Впервые за всю историю «Гуччи» за рулем оказался не член семьи. Мартеллини силилась удержать компанию на плаву и избавить ее от феодальных замашек семейства, поэтому установила строгое бюрократичное правление, которое работники вспоминают как темный период в истории «Гуччи» – единственным плюсом стала выгодная лицензия, выданная на производство косметики от «Гуччи» итальянскому производителю Safilo SpA; эта лицензия действительна и по сей день.

– Компания села на мель, – вспоминала одна из давнишних сотрудниц компании. – Даже рулон туалетной бумаги было не купить без одобрения начальства. В компании ходят легенды о том, как однажды для закупки писчей бумаги компания потребовала проставить семь подписей. Не было места ни творчеству, ни развитию, оставалось только выживать.

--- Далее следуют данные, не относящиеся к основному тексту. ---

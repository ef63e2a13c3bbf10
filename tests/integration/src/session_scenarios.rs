//! Sign-in flows gating the dashboard routes

use pitwatch_session::{FileStorage, SessionStore, SIGN_IN_ROUTE};

use crate::test_utils::{init_test_logging, TempDir};

#[test]
fn test_sign_in_derives_display_name() {
    init_test_logging();
    let dir = TempDir::new("pitwatch-it-session");
    let mut store = SessionStore::open(FileStorage::new(dir.join("session.json")));

    assert!(!store.sign_in("bad", "123456"));
    assert!(!store.is_authenticated());

    assert!(store.sign_in("a@b.com", "123456"));
    assert_eq!(store.user().map(|u| u.name.as_str()), Some("A"));
}

#[test]
fn test_routes_open_after_sign_in_and_close_after_sign_out() {
    let dir = TempDir::new("pitwatch-it-routes");
    let path = dir.join("session.json");

    let mut store = SessionStore::open(FileStorage::new(&path));
    for route in ["/", "/machines", "/users", "/notifications"] {
        assert_eq!(store.redirect_for(route), Some(SIGN_IN_ROUTE));
    }
    assert_eq!(store.redirect_for("/auth/signin"), None);

    store.sign_in("jane.doe@example.com", "secret1");
    let restarted = SessionStore::open(FileStorage::new(&path));
    assert_eq!(restarted.redirect_for("/machines"), None);
    assert_eq!(restarted.user().map(|u| u.name.as_str()), Some("Jane Doe"));

    let mut restarted = restarted;
    assert_eq!(restarted.sign_out().location, SIGN_IN_ROUTE);
    assert_eq!(
        SessionStore::open(FileStorage::new(&path)).redirect_for("/machines"),
        Some(SIGN_IN_ROUTE)
    );
}
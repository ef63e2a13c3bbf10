use anyhow::{anyhow, bail, Context};
use pitwatch_core::AppConfig;
use pitwatch_domain::presentation::{priority_classes, BadgeVariant, NotificationIcon, Palette};
use pitwatch_domain::{
    seed, Machine, MachineFilters, MachineRegistry, Notification, NotificationCenter,
    NotificationTab, Project, ProjectCatalog, UserDirectory,
};
use pitwatch_prediction::{
    ConnectionState, ConnectivityProbe, PredictionClient, PredictionPanel, PredictionRequest,
};
use pitwatch_session::{FileStorage, SessionStore};
use serde::Serialize;
use std::time::Duration;
use tracing::info;

use crate::Command;

const SIGN_IN_HINT: &str = "pitwatch-dashboard sign-in <email> <password>";

/// Dashboard state for one CLI invocation
pub(crate) struct App {
    config: AppConfig,
    json: bool,
    machines: MachineRegistry,
    users: UserDirectory,
    notifications: NotificationCenter,
    projects: ProjectCatalog,
    session: SessionStore<FileStorage>,
}

impl App {
    pub(crate) fn new(config: AppConfig, json: bool) -> Self {
        let session = SessionStore::open(FileStorage::from_config(&config));
        Self {
            machines: MachineRegistry::with_machines(seed::machines()),
            users: UserDirectory::with_users(seed::users()),
            notifications: NotificationCenter::with_notifications(seed::notifications()),
            projects: ProjectCatalog::new(seed::projects()),
            session,
            config,
            json,
        }
    }

    pub(crate) async fn run(&mut self, command: Command) -> anyhow::Result<()> {
        match command {
            Command::Machines {
                search,
                machine_type,
                status,
                health,
                location,
            } => {
                self.require_route("/machines")?;
                let filters = MachineFilters {
                    machine_type,
                    status,
                    health_status: health,
                    location,
                };
                self.list_machines(&search, &filters)
            }
            Command::Machine { id } => {
                self.require_route("/machines")?;
                self.show_machine(&id)
            }
            Command::Users { search } => {
                self.require_route("/users")?;
                self.list_users(&search)
            }
            Command::Projects { search } => {
                self.require_route("/projects")?;
                self.list_projects(&search)
            }
            Command::Notifications { search, tab } => {
                self.require_route("/notifications")?;
                self.list_notifications(&search, &tab)
            }
            Command::Notification { id } => {
                self.require_route("/notifications")?;
                self.open_notification(id)
            }
            Command::Predict {
                temperature,
                pressure,
                vibration,
                sample,
            } => {
                self.require_route("/")?;
                let request = if sample {
                    PredictionRequest::sample()
                } else {
                    let defaults = PredictionRequest::default();
                    PredictionRequest::new(
                        temperature.unwrap_or(defaults.temperature),
                        pressure.unwrap_or(defaults.pressure),
                        vibration.unwrap_or(defaults.vibration),
                    )
                };
                self.predict(request).await
            }
            Command::Status => {
                self.require_route("/")?;
                self.status().await
            }
            Command::Watch => {
                self.require_route("/")?;
                self.watch().await
            }
            Command::SignIn { email, password } => self.sign_in(&email, &password),
            Command::SignOut => {
                let redirect = self.session.sign_out();
                println!("Signed out. Continue at {}", redirect.location);
                Ok(())
            }
            Command::Whoami => self.whoami(),
        }
    }

    fn require_route(&self, route: &str) -> anyhow::Result<()> {
        match self.session.redirect_for(route) {
            None => Ok(()),
            Some(sign_in) => bail!(
                "not signed in: {} requires a session (go to {}, or run `{}`)",
                route,
                sign_in,
                SIGN_IN_HINT
            ),
        }
    }

    fn print_json<T: Serialize + ?Sized>(&self, value: &T) -> anyhow::Result<()> {
        println!("{}", serde_json::to_string_pretty(value)?);
        Ok(())
    }

    fn list_machines(&self, search: &str, filters: &MachineFilters) -> anyhow::Result<()> {
        let visible = self.machines.visible(search, filters);
        if self.json {
            return self.print_json(&visible);
        }

        let summary = self.machines.summary();
        println!(
            "{} machines, {} online ({}% operational), {} critical, average efficiency {}%",
            summary.total,
            summary.online,
            summary.operational_percent,
            summary.critical,
            summary.average_efficiency
        );
        println!("locations: {}", self.machines.distinct_locations().join(", "));
        println!();

        if visible.is_empty() {
            println!("No machines match the current search and filters.");
        }
        for machine in visible {
            println!("{}", machine_line(machine));
        }
        Ok(())
    }

    fn show_machine(&self, id: &str) -> anyhow::Result<()> {
        let machine = self.machines.detail(id)?;
        let report = self.machines.analyze_performance(id)?;
        if self.json {
            return self.print_json(&serde_json::json!({
                "machine": machine,
                "performance": report,
            }));
        }

        println!("{} ({})", machine.name, machine.machine_type);
        println!(
            "  status: {} [{}]",
            machine.status,
            BadgeVariant::from(machine.status).as_str()
        );
        println!(
            "  health: {} [{}]",
            machine.health_status,
            BadgeVariant::from(machine.health_status).as_str()
        );
        println!("  location: {}", machine.location);
        println!(
            "  maintenance: last {}, next {}",
            machine.last_maintenance, machine.next_maintenance
        );
        println!("  operating hours: {}", machine.operating_hours);
        println!(
            "  readings: {:.1} °C, {:.1} bar, {:.1} mm/s",
            machine.temperature, machine.pressure, machine.vibration
        );
        println!("  {}", report.message);
        Ok(())
    }

    fn list_users(&self, search: &str) -> anyhow::Result<()> {
        let visible = self.users.visible(search);
        if self.json {
            return self.print_json(&visible);
        }
        for user in visible {
            println!(
                "{:>3}  {:<16} {:<22} {:<7} {:<9} {}",
                user.id,
                user.name,
                user.email,
                user.role.as_str(),
                user.status.as_str(),
                user.last_active
            );
        }
        Ok(())
    }

    fn list_projects(&self, search: &str) -> anyhow::Result<()> {
        let visible = self.projects.visible(search);
        if self.json {
            return self.print_json(&visible);
        }

        if visible.is_empty() {
            println!("No projects match the current search.");
        }
        for project in visible {
            println!("{}", project_line(project));
        }
        Ok(())
    }

    fn list_notifications(&self, search: &str, tab: &NotificationTab) -> anyhow::Result<()> {
        let visible = self.notifications.visible(search, tab);
        if self.json {
            return self.print_json(&visible);
        }

        println!(
            "{} total, {} unread, {} today (tab: {})",
            self.notifications.len(),
            self.notifications.unread_count(),
            self.notifications.today_count(),
            tab
        );
        if visible.is_empty() {
            println!("No notifications.");
        }
        for notification in visible {
            println!("{}", notification_line(notification));
        }
        Ok(())
    }

    fn open_notification(&mut self, id: u32) -> anyhow::Result<()> {
        let json = self.json;
        let notification = self.notifications.open(id)?;
        if json {
            println!("{}", serde_json::to_string_pretty(notification)?);
            return Ok(());
        }

        let icon = NotificationIcon::from_key(&notification.icon);
        let color = Palette::from_key(&notification.color).descriptor();
        println!("{} [{} {}]", notification.title, icon.name(), color.classes());
        println!("  {}", notification.message);
        if let Some(details) = &notification.details {
            println!("  {}", details);
        }
        if let Some(category) = &notification.category {
            println!("  category: {}", category);
        }
        println!(
            "  priority: {} ({})",
            notification
                .priority
                .map(|p| p.as_str())
                .unwrap_or("none"),
            priority_classes(notification.priority)
        );
        if let Some(user) = &notification.user {
            println!("  from: {}", user);
        }
        let actions: Vec<&str> = notification.actions.iter().map(|a| a.label.as_str()).collect();
        if !actions.is_empty() {
            println!("  actions: {}", actions.join(" | "));
        }
        Ok(())
    }

    fn client(&self) -> anyhow::Result<PredictionClient> {
        PredictionClient::from_config(&self.config).map_err(|e| anyhow!(e.message()))
    }

    async fn predict(&self, request: PredictionRequest) -> anyhow::Result<()> {
        let client = self.client()?;
        let mut panel = PredictionPanel::new();

        panel.begin();
        panel.finish(client.predict(&request).await);

        if let Some(error) = panel.error() {
            bail!("{}", error);
        }
        let report = panel
            .report()
            .context("prediction finished without a result")?;

        if self.json {
            return self.print_json(&serde_json::json!({
                "request": request,
                "response": panel.response(),
                "report": report,
            }));
        }

        println!(
            "Readings: {} °C, {} Pa, {} mm/s",
            request.temperature, request.pressure, request.vibration
        );
        println!("{}", report.headline);
        println!("  Failure Probability: {}", report.failure_probability);
        println!("  Normal Operation Probability: {}", report.normal_probability);
        println!("  [{}]", risk_bar(report.bar_width));
        Ok(())
    }

    async fn status(&self) -> anyhow::Result<()> {
        let client = self.client()?;
        let connected = client.test_connection().await;
        let state = if connected {
            ConnectionState::Connected
        } else {
            ConnectionState::Disconnected
        };

        if self.json {
            return self.print_json(&serde_json::json!({
                "endpoint": client.base_url(),
                "connection": state,
            }));
        }
        println!("{}: {}", client.base_url(), state.label());
        Ok(())
    }

    async fn watch(&self) -> anyhow::Result<()> {
        if !self.config.probe.enabled {
            bail!("connectivity probe is disabled (probe.enabled = false)");
        }

        let client = self.client()?;
        let period = Duration::from_secs(self.config.probe.interval_secs);
        let probe = ConnectivityProbe::spawn(client, period);
        let mut updates = probe.subscribe();

        loop {
            tokio::select! {
                _ = tokio::signal::ctrl_c() => {
                    info!("interrupted");
                    break;
                }
                changed = updates.changed() => {
                    if changed.is_err() {
                        break;
                    }
                    let status = updates.borrow_and_update().clone();
                    if status.in_flight {
                        continue;
                    }
                    if self.json {
                        println!("{}", serde_json::to_string(&status)?);
                    } else {
                        let checked = status
                            .last_checked
                            .map(|t| t.format("%H:%M:%S").to_string())
                            .unwrap_or_else(|| "never".to_string());
                        println!(
                            "{} {} (last checked {})",
                            status.endpoint,
                            status.connection.label(),
                            checked
                        );
                    }
                }
            }
        }

        probe.shutdown().await;
        Ok(())
    }

    fn sign_in(&mut self, email: &str, password: &str) -> anyhow::Result<()> {
        if !self.session.sign_in(email, password) {
            bail!("sign-in failed: enter a valid email and a password of at least 6 characters");
        }
        self.whoami()
    }

    fn whoami(&self) -> anyhow::Result<()> {
        match self.session.user() {
            Some(user) if self.json => self.print_json(user),
            Some(user) => {
                println!("{} <{}>", user.name, user.email);
                Ok(())
            }
            None => {
                println!("Not signed in.");
                Ok(())
            }
        }
    }
}

fn machine_line(machine: &Machine) -> String {
    format!(
        "{:>3}  {:<18} {:<14} {:<12} {:<10} {:<9} {:>3}%",
        machine.id,
        machine.name,
        machine.machine_type.label(),
        machine.status.as_str(),
        machine.health_status.as_str(),
        machine.location,
        machine.efficiency
    )
}

fn project_line(project: &Project) -> String {
    format!(
        "{:>3}  {:<28} {:<12} [{}] {:>3}%  updated {}, team {}",
        project.id,
        project.name,
        project.status.as_str(),
        project.status.badge().as_str(),
        project.progress,
        project.last_updated,
        project.team.len()
    )
}

fn notification_line(notification: &Notification) -> String {
    let marker = if notification.read { " " } else { "*" };
    format!(
        "{} {:>3}  {:<26} {:<15} {}",
        marker, notification.id, notification.title, notification.timestamp, notification.kind
    )
}

fn risk_bar(width: f64) -> String {
    const SLOTS: usize = 20;
    let filled = ((width / 100.0) * SLOTS as f64).round() as usize;
    let filled = filled.min(SLOTS);
    format!("{}{}", "#".repeat(filled), "-".repeat(SLOTS - filled))
}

Пока Маурицио был за пределами Италии, Альдо перенес войну против него на «Гуччи Америка», в которой племянник все еще владел ровно половиной акций. Совет оказался расколот надвое: с одной стороны Альдо и его сыновья, с другой – Маурицио. Твердо решив вернуть себе власть над компанией после оскорбительной стычки с Маурицио три года тому назад, Альдо был не настроен действовать осторожно. Он подал иск против «Гуччи Америка», требуя отстранить де Соле и ликвидировать компанию. Но и теперь Маурицио сумел его удивить.